*About this exercise*
Among the entries below, find every line that contains the string "trait", then copy it.

*Input records*
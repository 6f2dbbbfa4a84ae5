//! Settings accessor for per-provider configuration.
//!
//! The application owns settings persistence. Strategies only see the
//! [`SettingsAccessor`] trait, which exposes the values they read.

use std::collections::BTreeMap;
use std::sync::{PoisonError, RwLock};

use serde::{Deserialize, Serialize};
use tallybar_core::ProviderKind;
use tracing::debug;

// ============================================================================
// Settings Accessor
// ============================================================================

/// Read/write access to provider settings.
pub trait SettingsAccessor: Send + Sync {
    /// Returns the stored API token for a provider.
    fn api_token(&self, provider: ProviderKind) -> Option<String>;

    /// Stores an API token. Values are trimmed; an empty value clears it.
    fn set_api_token(&self, provider: ProviderKind, token: Option<&str>);
}

// ============================================================================
// Provider Settings
// ============================================================================

/// Stored settings for one provider.
#[derive(Debug, Clone, Default, PartialEq, Eq, Serialize, Deserialize)]
pub struct ProviderSettings {
    /// API token entered by the user.
    #[serde(default, skip_serializing_if = "Option::is_none")]
    pub api_token: Option<String>,
}

// ============================================================================
// In-Memory Settings
// ============================================================================

/// Settings store kept in memory.
///
/// Serializable so an embedding application can persist it however it likes.
#[derive(Default, Serialize, Deserialize)]
#[serde(transparent)]
pub struct InMemorySettings {
    providers: RwLock<BTreeMap<ProviderKind, ProviderSettings>>,
}

impl InMemorySettings {
    /// Creates an empty store.
    pub fn new() -> Self {
        Self::default()
    }

    /// Creates a store with a token for one provider.
    pub fn with_token(provider: ProviderKind, token: &str) -> Self {
        let settings = Self::new();
        settings.set_api_token(provider, Some(token));
        settings
    }

    /// Returns a copy of one provider's settings.
    pub fn provider(&self, provider: ProviderKind) -> ProviderSettings {
        self.providers
            .read()
            .unwrap_or_else(PoisonError::into_inner)
            .get(&provider)
            .cloned()
            .unwrap_or_default()
    }
}

impl SettingsAccessor for InMemorySettings {
    fn api_token(&self, provider: ProviderKind) -> Option<String> {
        self.providers
            .read()
            .unwrap_or_else(PoisonError::into_inner)
            .get(&provider)
            .and_then(|s| s.api_token.clone())
    }

    fn set_api_token(&self, provider: ProviderKind, token: Option<&str>) {
        let cleaned = token
            .map(str::trim)
            .filter(|t| !t.is_empty())
            .map(str::to_string);

        // Entries are replaced whole, so a poisoned map is still consistent.
        let mut map = self.providers.write().unwrap_or_else(PoisonError::into_inner);

        debug!(provider = %provider, configured = cleaned.is_some(), "Updating API token");
        match cleaned {
            Some(token) => {
                map.entry(provider).or_default().api_token = Some(token);
            }
            None => {
                if let Some(entry) = map.get_mut(&provider) {
                    entry.api_token = None;
                }
                map.retain(|_, s| *s != ProviderSettings::default());
            }
        }
    }
}

impl std::fmt::Debug for InMemorySettings {
    fn fmt(&self, f: &mut std::fmt::Formatter<'_>) -> std::fmt::Result {
        let configured: Vec<ProviderKind> = self
            .providers
            .read()
            .unwrap_or_else(PoisonError::into_inner)
            .keys()
            .copied()
            .collect();
        f.debug_struct("InMemorySettings")
            .field("configured", &configured)
            .finish()
    }
}

// ============================================================================
// Tests
// ============================================================================
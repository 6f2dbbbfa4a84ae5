//! Kimi K2-specific errors.

use tallybar_fetch::{FetchError, HttpError};
use thiserror::Error;

/// Kimi K2-specific errors.
#[derive(Debug, Error)]
pub enum KimiK2Error {
    /// No API key configured.
    #[error("No Kimi K2 API key configured")]
    MissingApiKey,

    /// The key was rejected.
    #[error("Kimi K2 rejected the API key (HTTP {0})")]
    Unauthorized(u16),

    /// Too many requests.
    #[error("Kimi K2 rate limit hit")]
    RateLimited {
        /// Seconds from the Retry-After header.
        retry_after: Option<u64>,
    },

    /// Non-success status.
    #[error("Kimi K2 API returned HTTP {0}")]
    Api(u16),

    /// Body could not be parsed or carried no credit figures.
    #[error("Invalid response: {0}")]
    InvalidResponse(String),

    /// Transport failure.
    #[error(transparent)]
    Http(#[from] HttpError),
}

impl From<reqwest::Error> for KimiK2Error {
    fn from(err: reqwest::Error) -> Self {
        Self::Http(HttpError::Request(err))
    }
}

impl From<KimiK2Error> for FetchError {
    fn from(err: KimiK2Error) -> Self {
        match err {
            KimiK2Error::MissingApiKey => FetchError::MissingCredentials(err.to_string()),
            KimiK2Error::Unauthorized(_) => FetchError::AuthenticationFailed(err.to_string()),
            KimiK2Error::RateLimited { retry_after } => FetchError::RateLimited { retry_after },
            KimiK2Error::Api(_) | KimiK2Error::InvalidResponse(_) => {
                FetchError::InvalidResponse(err.to_string())
            }
            KimiK2Error::Http(e) => FetchError::Http(e),
        }
    }
}
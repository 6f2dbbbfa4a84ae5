//! Antigravity-specific errors.

use tallybar_fetch::{FetchError, HttpError, ProcessError};
use thiserror::Error;

/// Antigravity-specific errors.
#[derive(Debug, Error)]
pub enum AntigravityError {
    /// No language server process found.
    #[error("Antigravity language server not running")]
    NotRunning,

    /// The process listing could not be read.
    #[error("Process listing failed: {0}")]
    ProcessList(#[from] ProcessError),

    /// No port answered.
    #[error("Port detection failed: {0}")]
    PortDetectionFailed(String),

    /// Non-success status or error code from the language server.
    #[error("Language server error: {0}")]
    Api(String),

    /// The body could not be parsed.
    #[error("Invalid response: {0}")]
    InvalidResponse(String),

    /// The response carried no model quotas.
    #[error("No model quotas reported")]
    NoQuotas,

    /// Transport failure.
    #[error(transparent)]
    Http(#[from] HttpError),
}

impl From<reqwest::Error> for AntigravityError {
    fn from(err: reqwest::Error) -> Self {
        Self::Http(HttpError::Request(err))
    }
}

impl From<AntigravityError> for FetchError {
    fn from(err: AntigravityError) -> Self {
        match err {
            AntigravityError::NotRunning | AntigravityError::PortDetectionFailed(_) => {
                FetchError::NotRunning(err.to_string())
            }
            AntigravityError::ProcessList(e) => FetchError::Process(e),
            AntigravityError::Api(_)
            | AntigravityError::InvalidResponse(_)
            | AntigravityError::NoQuotas => FetchError::InvalidResponse(err.to_string()),
            AntigravityError::Http(e) => FetchError::Http(e),
        }
    }
}
//! JetBrains AI provider descriptor.

use std::sync::Arc;

use tallybar_core::{ProviderBranding, ProviderKind, ProviderMetadata};
use tallybar_fetch::{FetchStrategy, ProviderFetchContext, SourceMode};

use super::strategies::JetBrainsLocalStrategy;
use crate::descriptor::{CliConfig, FetchPlan, ProviderDescriptor};

/// Builds the provider descriptor for JetBrains AI.
pub fn jetbrains_descriptor() -> ProviderDescriptor {
    ProviderDescriptor::builder(ProviderKind::JetBrains)
        .metadata(jetbrains_metadata())
        .branding(ProviderBranding::for_provider(ProviderKind::JetBrains))
        .fetch_plan(FetchPlan::new(
            vec![SourceMode::Auto, SourceMode::Cli],
            resolve_strategies,
        ))
        .cli(CliConfig {
            name: "jetbrains",
            aliases: &["intellij", "jetbrains-ai"],
        })
        .build()
}

fn jetbrains_metadata() -> ProviderMetadata {
    ProviderMetadata {
        weekly_label: "Monthly".to_string(),
        credits_hint: "AI Assistant quota".to_string(),
        dashboard_url: Some("https://account.jetbrains.com/licenses".to_string()),
        ..ProviderMetadata::for_provider(ProviderKind::JetBrains)
    }
}

fn resolve_strategies(_ctx: &ProviderFetchContext) -> Vec<Arc<dyn FetchStrategy>> {
    vec![Arc::new(JetBrainsLocalStrategy::new())]
}
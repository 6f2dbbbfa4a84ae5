//! Fetch error types.
//!
//! Two layers of errors live here:
//! - [`FetchError`] is what a single strategy reports.
//! - [`PipelineError`] is what a whole pipeline invocation reports to callers.

use std::time::Duration;

use tallybar_core::{CoreError, ProviderKind};
use thiserror::Error;

use crate::context::SourceMode;
use crate::pipeline::FetchAttempt;

// ============================================================================
// Strategy Fetch Error
// ============================================================================

/// Error type for a single strategy's fetch.
#[derive(Debug, Error)]
pub enum FetchError {
    /// No credential is configured for the strategy.
    #[error("Missing credentials: {0}")]
    MissingCredentials(String),

    /// The provider rejected the credential.
    #[error("Authentication failed: {0}")]
    AuthenticationFailed(String),

    /// Rate limited by the provider.
    #[error("Rate limited, retry after {retry_after:?} seconds")]
    RateLimited {
        /// Seconds to wait before retrying.
        retry_after: Option<u64>,
    },

    /// The response could not be understood.
    #[error("Invalid response: {0}")]
    InvalidResponse(String),

    /// A local application the strategy depends on is not running.
    #[error("Not running: {0}")]
    NotRunning(String),

    /// HTTP transport error.
    #[error("HTTP error: {0}")]
    Http(#[from] HttpError),

    /// Subprocess error.
    #[error("Process error: {0}")]
    Process(#[from] ProcessError),

    /// JSON parsing error.
    #[error("JSON error: {0}")]
    Json(#[from] serde_json::Error),

    /// Filesystem error.
    #[error("IO error: {0}")]
    Io(#[from] std::io::Error),

    /// Core model error.
    #[error("Core error: {0}")]
    Core(#[from] CoreError),
}

impl From<reqwest::Error> for FetchError {
    fn from(err: reqwest::Error) -> Self {
        Self::Http(HttpError::Request(err))
    }
}

impl FetchError {
    /// Returns true if this error means the user has to fix configuration.
    pub fn is_credential_error(&self) -> bool {
        matches!(
            self,
            Self::MissingCredentials(_) | Self::AuthenticationFailed(_)
        )
    }
}

// ============================================================================
// Pipeline Error
// ============================================================================

/// Error returned by a pipeline invocation.
///
/// Every variant that is produced after strategies ran carries the attempt
/// history so callers can show why each strategy was skipped or failed.
#[derive(Debug, Error)]
pub enum PipelineError {
    /// The provider is not registered.
    #[error("Unknown provider: {0}")]
    UnknownProvider(ProviderKind),

    /// The provider does not support the requested source mode.
    #[error("{provider} does not support source mode '{mode}'")]
    UnsupportedMode {
        /// Provider that was asked.
        provider: ProviderKind,
        /// Requested mode.
        mode: SourceMode,
        /// Modes the provider does support.
        supported: Vec<SourceMode>,
    },

    /// The fetch plan produced no strategies for this context.
    #[error("No strategies resolved for {provider} in '{mode}' mode")]
    NoStrategiesResolved {
        /// Provider that was asked.
        provider: ProviderKind,
        /// Requested mode.
        mode: SourceMode,
    },

    /// A strategy failed and declined fallback.
    #[error("Strategy {strategy_id} failed: {error}")]
    Strategy {
        /// The strategy that failed.
        strategy_id: String,
        /// The strategy's error, unchanged.
        #[source]
        error: FetchError,
        /// Attempts up to and including the failing one.
        attempts: Vec<FetchAttempt>,
    },

    /// Every strategy was skipped or failed with fallback allowed.
    #[error("All {} strategies exhausted for {provider}", .attempts.len())]
    AllStrategiesExhausted {
        /// Provider that was asked.
        provider: ProviderKind,
        /// One entry per strategy, in chain order.
        attempts: Vec<FetchAttempt>,
    },

    /// The deadline expired.
    #[error("Fetch for {provider} timed out after {elapsed:?}")]
    Timeout {
        /// Provider that was asked.
        provider: ProviderKind,
        /// The strategy in flight when time ran out, if any.
        strategy_id: Option<String>,
        /// Time spent before giving up.
        elapsed: Duration,
        /// Attempts made so far.
        attempts: Vec<FetchAttempt>,
    },

    /// The caller cancelled the fetch.
    #[error("Fetch for {provider} was cancelled")]
    Cancelled {
        /// Provider that was asked.
        provider: ProviderKind,
        /// Attempts made so far.
        attempts: Vec<FetchAttempt>,
    },
}

impl PipelineError {
    /// Returns the attempt history, empty for errors raised before any
    /// strategy ran.
    pub fn attempts(&self) -> &[FetchAttempt] {
        match self {
            Self::Strategy { attempts, .. }
            | Self::AllStrategiesExhausted { attempts, .. }
            | Self::Timeout { attempts, .. }
            | Self::Cancelled { attempts, .. } => attempts,
            Self::UnknownProvider(_)
            | Self::UnsupportedMode { .. }
            | Self::NoStrategiesResolved { .. } => &[],
        }
    }

    /// Returns the strategy error for fail-fast failures.
    pub fn strategy_error(&self) -> Option<&FetchError> {
        match self {
            Self::Strategy { error, .. } => Some(error),
            _ => None,
        }
    }

    /// Returns true if the error was caused by the deadline.
    pub fn is_timeout(&self) -> bool {
        matches!(self, Self::Timeout { .. })
    }
}

// ============================================================================
// HTTP Error
// ============================================================================

/// HTTP-specific error type.
#[derive(Debug, Error)]
pub enum HttpError {
    /// Request error.
    #[error("Request error: {0}")]
    Request(#[from] reqwest::Error),

    /// Domain not allowed.
    #[error("Domain not allowed: {0}")]
    DomainNotAllowed(String),

    /// Invalid URL.
    #[error("Invalid URL: {0}")]
    InvalidUrl(String),

    /// The client could not be constructed.
    #[error("Failed to build HTTP client: {0}")]
    Build(String),
}

// ============================================================================
// Process Error
// ============================================================================

/// Error type for process operations.
#[derive(Debug, Error)]
pub enum ProcessError {
    /// Command not found.
    #[error("Command not found: {0}")]
    NotFound(String),

    /// Command timed out.
    #[error("Command timed out after {0:?}")]
    Timeout(Duration),

    /// Non-zero exit code.
    #[error("Command exited with code {code}: {stderr}")]
    NonZeroExit {
        /// Exit code from the process.
        code: i32,
        /// Standard error output.
        stderr: String,
    },

    /// IO error.
    #[error("IO error: {0}")]
    Io(#[from] std::io::Error),
}

// ============================================================================
// Tests
// ============================================================================

#[cfg(test)]
mod tests {
    use super::*;

    #[test]
    fn test_credential_errors() {
        assert!(FetchError::MissingCredentials("no key".into()).is_credential_error());
        assert!(FetchError::AuthenticationFailed("401".into()).is_credential_error());
        assert!(!FetchError::InvalidResponse("bad".into()).is_credential_error());
    }

    #[test]
    fn test_pipeline_error_attempts_empty_before_run() {
        let err = PipelineError::UnknownProvider(ProviderKind::Warp);
        assert!(err.attempts().is_empty());
        assert!(err.strategy_error().is_none());
    }

    #[test]
    fn test_exhausted_message_counts_attempts() {
        let err = PipelineError::AllStrategiesExhausted {
            provider: ProviderKind::KimiK2,
            attempts: Vec::new(),
        };
        assert_eq!(err.to_string(), "All 0 strategies exhausted for kimik2");
    }

    #[test]
    fn test_unsupported_mode_message() {
        let err = PipelineError::UnsupportedMode {
            provider: ProviderKind::OpenRouter,
            mode: SourceMode::Web,
            supported: vec![SourceMode::Auto, SourceMode::Api],
        };
        assert_eq!(
            err.to_string(),
            "openrouter does not support source mode 'web'"
        );
    }
}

*Reply*
//! [`SettingsAccessor`] trait, which exposes the values they read.
pub trait SettingsAccessor: Send + Sync {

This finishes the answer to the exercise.